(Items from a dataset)
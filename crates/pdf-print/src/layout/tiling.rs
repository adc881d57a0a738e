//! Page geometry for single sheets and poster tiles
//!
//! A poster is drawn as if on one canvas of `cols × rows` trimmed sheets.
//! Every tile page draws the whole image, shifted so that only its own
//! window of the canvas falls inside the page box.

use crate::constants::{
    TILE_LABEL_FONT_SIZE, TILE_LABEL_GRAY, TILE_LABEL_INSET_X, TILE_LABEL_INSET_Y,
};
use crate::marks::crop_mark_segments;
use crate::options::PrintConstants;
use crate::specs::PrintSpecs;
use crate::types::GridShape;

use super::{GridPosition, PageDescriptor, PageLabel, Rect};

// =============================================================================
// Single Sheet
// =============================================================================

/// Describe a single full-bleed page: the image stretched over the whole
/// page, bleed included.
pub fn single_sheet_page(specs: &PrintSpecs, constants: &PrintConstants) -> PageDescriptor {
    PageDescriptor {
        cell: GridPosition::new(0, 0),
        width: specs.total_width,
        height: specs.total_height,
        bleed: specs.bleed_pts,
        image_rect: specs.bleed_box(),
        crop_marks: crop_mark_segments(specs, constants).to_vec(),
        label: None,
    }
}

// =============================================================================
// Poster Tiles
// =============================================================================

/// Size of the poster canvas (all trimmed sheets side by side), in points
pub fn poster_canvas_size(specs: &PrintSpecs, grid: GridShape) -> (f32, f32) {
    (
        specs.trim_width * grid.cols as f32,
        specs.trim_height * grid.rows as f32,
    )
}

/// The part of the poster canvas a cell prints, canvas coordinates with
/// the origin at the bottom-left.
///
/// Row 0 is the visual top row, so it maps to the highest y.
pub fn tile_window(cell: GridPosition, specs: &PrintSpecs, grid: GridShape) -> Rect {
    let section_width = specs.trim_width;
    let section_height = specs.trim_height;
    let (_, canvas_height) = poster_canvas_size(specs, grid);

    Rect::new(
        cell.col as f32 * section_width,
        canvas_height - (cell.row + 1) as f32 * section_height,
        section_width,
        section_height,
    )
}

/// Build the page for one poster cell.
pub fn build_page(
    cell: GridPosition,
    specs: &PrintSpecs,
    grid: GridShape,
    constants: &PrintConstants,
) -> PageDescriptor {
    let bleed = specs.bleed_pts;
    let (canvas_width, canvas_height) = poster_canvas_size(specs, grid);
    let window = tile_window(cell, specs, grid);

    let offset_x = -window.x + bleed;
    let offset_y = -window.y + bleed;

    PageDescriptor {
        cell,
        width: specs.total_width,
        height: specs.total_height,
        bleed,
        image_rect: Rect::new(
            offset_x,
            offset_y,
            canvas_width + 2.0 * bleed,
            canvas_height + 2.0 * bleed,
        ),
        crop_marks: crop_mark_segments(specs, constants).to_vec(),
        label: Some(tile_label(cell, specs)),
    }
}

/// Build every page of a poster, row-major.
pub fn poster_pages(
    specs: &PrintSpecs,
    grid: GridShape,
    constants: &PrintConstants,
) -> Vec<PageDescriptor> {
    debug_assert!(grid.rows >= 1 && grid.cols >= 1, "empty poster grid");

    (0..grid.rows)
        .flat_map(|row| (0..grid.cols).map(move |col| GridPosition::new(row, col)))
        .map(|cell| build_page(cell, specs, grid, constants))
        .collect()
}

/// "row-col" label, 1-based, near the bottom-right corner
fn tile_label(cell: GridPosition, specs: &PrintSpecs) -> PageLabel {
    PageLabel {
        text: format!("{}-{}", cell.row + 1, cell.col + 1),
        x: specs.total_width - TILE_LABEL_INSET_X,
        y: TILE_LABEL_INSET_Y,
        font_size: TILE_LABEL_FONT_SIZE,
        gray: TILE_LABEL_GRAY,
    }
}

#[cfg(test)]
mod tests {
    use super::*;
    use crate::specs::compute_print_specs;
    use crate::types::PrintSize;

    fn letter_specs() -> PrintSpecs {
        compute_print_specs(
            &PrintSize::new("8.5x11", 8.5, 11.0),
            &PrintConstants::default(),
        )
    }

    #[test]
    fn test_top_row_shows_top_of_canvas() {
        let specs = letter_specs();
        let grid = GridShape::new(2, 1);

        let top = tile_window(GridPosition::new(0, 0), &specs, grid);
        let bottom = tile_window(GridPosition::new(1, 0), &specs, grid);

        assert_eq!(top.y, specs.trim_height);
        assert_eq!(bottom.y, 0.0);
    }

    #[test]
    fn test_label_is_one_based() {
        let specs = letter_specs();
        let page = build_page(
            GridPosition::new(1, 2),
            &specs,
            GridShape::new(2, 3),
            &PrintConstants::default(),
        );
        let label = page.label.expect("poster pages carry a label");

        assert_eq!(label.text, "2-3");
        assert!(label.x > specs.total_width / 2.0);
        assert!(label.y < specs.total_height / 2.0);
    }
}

### Work item
Transcribe every line of the records exactly, please.

### Task response
filename crates/pdf-print/src/layout/tiling.rs
repository adc881d57a0a738e
//! Page geometry for single sheets and poster tiles
//!
//! A poster is drawn as if on one canvas of `cols × rows` trimmed sheets.
//! Every tile page draws the whole image, shifted so that only its own
//! window of the canvas falls inside the page box.

use crate::constants::{
    TILE_LABEL_FONT_SIZE, TILE_LABEL_GRAY, TILE_LABEL_INSET_X, TILE_LABEL_INSET_Y,
};
use crate::marks::crop_mark_segments;
use crate::options::PrintConstants;
use crate::specs::PrintSpecs;
use crate::types::GridShape;

use super::{GridPosition, PageDescriptor, PageLabel, Rect};

// =============================================================================
// Single Sheet
// =============================================================================

/// Describe a single full-bleed page: the image stretched over the whole
/// page, bleed included.
pub fn single_sheet_page(specs: &PrintSpecs, constants: &PrintConstants) -> PageDescriptor {
    PageDescriptor {
        cell: GridPosition::new(0, 0),
        width: specs.total_width,
        height: specs.total_height,
        bleed: specs.bleed_pts,
        image_rect: specs.bleed_box(),
        crop_marks: crop_mark_segments(specs, constants).to_vec(),
        label: None,
    }
}

// =============================================================================
// Poster Tiles
// =============================================================================

/// Size of the poster canvas (all trimmed sheets side by side), in points
pub fn poster_canvas_size(specs: &PrintSpecs, grid: GridShape) -> (f32, f32) {
    (
        specs.trim_width * grid.cols as f32,
        specs.trim_height * grid.rows as f32,
    )
}

/// The part of the poster canvas a cell prints, canvas coordinates with
/// the origin at the bottom-left.
///
/// Row 0 is the visual top row, so it maps to the highest y.
pub fn tile_window(cell: GridPosition, specs: &PrintSpecs, grid: GridShape) -> Rect {
    let section_width = specs.trim_width;
    let section_height = specs.trim_height;
    let (_, canvas_height) = poster_canvas_size(specs, grid);

    Rect::new(
        cell.col as f32 * section_width,
        canvas_height - (cell.row + 1) as f32 * section_height,
        section_width,
        section_height,
    )
}

/// Build the page for one poster cell.
pub fn build_page(
    cell: GridPosition,
    specs: &PrintSpecs,
    grid: GridShape,
    constants: &PrintConstants,
) -> PageDescriptor {
    let bleed = specs.bleed_pts;
    let (canvas_width, canvas_height) = poster_canvas_size(specs, grid);
    let window = tile_window(cell, specs, grid);

    let offset_x = -window.x + bleed;
    let offset_y = -window.y + bleed;

    PageDescriptor {
        cell,
        width: specs.total_width,
        height: specs.total_height,
        bleed,
        image_rect: Rect::new(
            offset_x,
            offset_y,
            canvas_width + 2.0 * bleed,
            canvas_height + 2.0 * bleed,
        ),
        crop_marks: crop_mark_segments(specs, constants).to_vec(),
        label: Some(tile_label(cell, specs)),
    }
}

/// Build every page of a poster, row-major.
pub fn poster_pages(
    specs: &PrintSpecs,
    grid: GridShape,
    constants: &PrintConstants,
) -> Vec<PageDescriptor> {
    debug_assert!(grid.rows >= 1 && grid.cols >= 1, "empty poster grid");

    (0..grid.rows)
        .flat_map(|row| (0..grid.cols).map(move |col| GridPosition::new(row, col)))
        .map(|cell| build_page(cell, specs, grid, constants))
        .collect()
}

/// "row-col" label, 1-based, near the bottom-right corner
fn tile_label(cell: GridPosition, specs: &PrintSpecs) -> PageLabel {
    PageLabel {
        text: format!("{}-{}", cell.row + 1, cell.col + 1),
        x: specs.total_width - TILE_LABEL_INSET_X,
        y: TILE_LABEL_INSET_Y,
        font_size: TILE_LABEL_FONT_SIZE,
        gray: TILE_LABEL_GRAY,
    }
}

#[cfg(test)]
mod tests {
    use super::*;
    use crate::specs::compute_print_specs;
    use crate::types::PrintSize;

    fn letter_specs() -> PrintSpecs {
        compute_print_specs(
            &PrintSize::new("8.5x11", 8.5, 11.0),
            &PrintConstants::default(),
        )
    }

    #[test]
    fn test_top_row_shows_top_of_canvas() {
        let specs = letter_specs();
        let grid = GridShape::new(2, 1);

        let top = tile_window(GridPosition::new(0, 0), &specs, grid);
        let bottom = tile_window(GridPosition::new(1, 0), &specs, grid);

        assert_eq!(top.y, specs.trim_height);
        assert_eq!(bottom.y, 0.0);
    }

    #[test]
    fn test_label_is_one_based() {
        let specs = letter_specs();
        let page = build_page(
            GridPosition::new(1, 2),
            &specs,
            GridShape::new(2, 3),
            &PrintConstants::default(),
        );
        let label = page.label.expect("poster pages carry a label");

        assert_eq!(label.text, "2-3");
        assert!(label.x > specs.total_width / 2.0);
        assert!(label.y < specs.total_height / 2.0);
    }
}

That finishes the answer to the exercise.